Iran’s descent into theocracy shocked the West. Just as they would 30 years later after the Arab Spring, publishers scrambled to commission books to explain why events blindsided the West. They commissioned professors — Nikki Keddie and Ervand Abrahamian, for example — who wrote histories suggesting the Islamic Revolution was the natural course of Iranian political evolution rather than an anomaly.
At the time, many realized how tendentious their theses were, but, with time, the generation who remembered pre-revolutionary Iran’s reality died. Less than one-fifth of the American population today was 20 years old or older when the revolution swept Iran. As such, almost anyone in a position of responsibility during the Carter administration or before is long since retired.
This has enabled false conventional wisdom to set in, which sees both the Islamic Revolution and Iran’s anti-Western orientation as natural and permanent. These core assumptions, meanwhile, constrain America’s policy options. Too few people in the State Department or National Security Council assess policies based on their ability to return Iran to the natural order.
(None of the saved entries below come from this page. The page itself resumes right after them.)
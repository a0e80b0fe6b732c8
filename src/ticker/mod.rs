// SPDX-License-Identifier: GPL-3.0-only
pub mod traits;
pub mod interval;

pub use traits::{Cancelled, Ticker};
pub use interval::{IntervalTicker, TickerError};
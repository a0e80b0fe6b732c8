// SPDX-License-Identifier: GPL-3.0-only
pub mod traits;
pub mod service;

pub use traits::{FailurePolicy, LogFailurePolicy};
pub use service::{MonitorError, WeaponsMonitor, WeaponsSink};
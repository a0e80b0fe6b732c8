// SPDX-License-Identifier: GPL-3.0-only
use std::path::Path;
use tracing::warn;

/// Receives the failures the monitor swallows with respect to its
/// notification stream. The default policy logs them; tests can inject a
/// recording policy to assert failure visibility.
pub trait FailurePolicy: Send + Sync {
    /// A poll cycle could not inspect or read the watched file.
    fn on_io_failure(&self, path: &Path, error: &anyhow::Error);

    /// The watched file was read but its content could not be decoded.
    fn on_decode_failure(&self, path: &Path, error: &serde_json::Error);
}

/// Default policy: log at warn level and move on.
#[derive(Debug, Clone, Copy, Default)]
pub struct LogFailurePolicy;

impl FailurePolicy for LogFailurePolicy {
    fn on_io_failure(&self, path: &Path, error: &anyhow::Error) {
        warn!(path = %path.display(), error = %error, "Failed to poll weapons file");
    }

    fn on_decode_failure(&self, path: &Path, error: &serde_json::Error) {
        warn!(path = %path.display(), error = %error, "Failed to decode weapons file");
    }
}
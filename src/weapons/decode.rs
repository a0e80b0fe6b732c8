// SPDX-License-Identifier: GPL-3.0-only
use crate::weapons::models::Weapon;

/// Decode the full contents of a weapons file.
///
/// The wire format is a JSON array of `{Name, Tech, AttacksPerSecond}`
/// objects, in display order. A `null` payload decodes to an empty list.
pub fn decode(bytes: &[u8]) -> Result<Vec<Weapon>, serde_json::Error> {
    let weapons: Option<Vec<Weapon>> = serde_json::from_slice(bytes)?;
    Ok(weapons.unwrap_or_default())
}
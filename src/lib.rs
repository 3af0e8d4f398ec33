//! # phong-sphere
//!
//! A Phong-lit UV sphere rendered with wgpu.
//!
//! The crate splits into a pure core and a thin GPU driver:
//!
//! - [`mesh`]: procedural sphere generation into interleaved vertex and index buffers
//! - [`mat4`]: column-major `[f32; 16]` perspective, look-at and translation
//! - [`material`], [`phong`], [`scene`]: presets, lighting reference and per-run state
//! - [`app`]: the winit event loop driving [`phong_pass::PhongPass`]
//!
//! ## Quick Start
//!
//! ```no_run
//! use phong_sphere::{AppConfig, run};
//!
//! fn main() -> Result<(), phong_sphere::RendererError> {
//!     run(AppConfig::new().title("Sphere").sphere_segments(48, 48))
//! }
//! ```
//!
//! The core can be used without a window:
//!
//! ```
//! use glam::{Vec3, Vec4};
//! use phong_sphere::{Mesh, mat4};
//!
//! let sphere = Mesh::sphere(1.0, 16, 16).unwrap();
//! let view = mat4::look_at(Vec3::new(0.0, 1.5, 3.0), Vec3::ZERO, Vec3::Y).unwrap();
//! let proj = mat4::perspective(45.0, 1.0, 0.1, 100.0).unwrap();
//! let mvp = mat4::multiply(&proj, &view);
//! assert_eq!(sphere.triangle_count(), 2 * 16 * 16);
//! let center = mat4::transform(&mvp, Vec4::new(0.0, 0.0, 0.0, 1.0));
//! assert!(center.w > 0.0);
//! ```

pub mod app;
pub mod config;
pub mod controls;
pub mod error;
pub mod gpu;
pub mod input;
pub mod mat4;
pub mod material;
pub mod mesh;
pub mod phong;
pub mod phong_pass;
pub mod scene;

pub use app::run;
pub use config::{AppConfig, CameraConfig, LightConfig, SphereConfig, WindowConfig};
pub use controls::Command;
pub use error::{ConfigError, Error, RendererError, Result};
pub use gpu::GpuContext;
pub use input::Input;
pub use mat4::Matrix4x4;
pub use material::{Material, MaterialKind};
pub use mesh::{FLOATS_PER_VERTEX, Mesh, Vertex3d};
pub use phong::PointLight;
pub use phong_pass::{GpuMesh, PhongPass, PhongUniforms};
pub use scene::{Axis, FrameMatrices, SceneState};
Hence, former President Barack Obama legitimized the Islamic Revolution at a time of existential crisis, while today the Biden administration snatches defeat from the jaws of victory: Rather than allow the revolution to collapse under the weight of its own incompetence, Biden throws both the Islamic Revolutionary Guard Corps and Supreme Leader Ali Khamenei a lifeline.
Iranians are capable of democracy; they almost achieved it in the first decade of the 20th century. It is time the White House stops throwing obstacles in their way.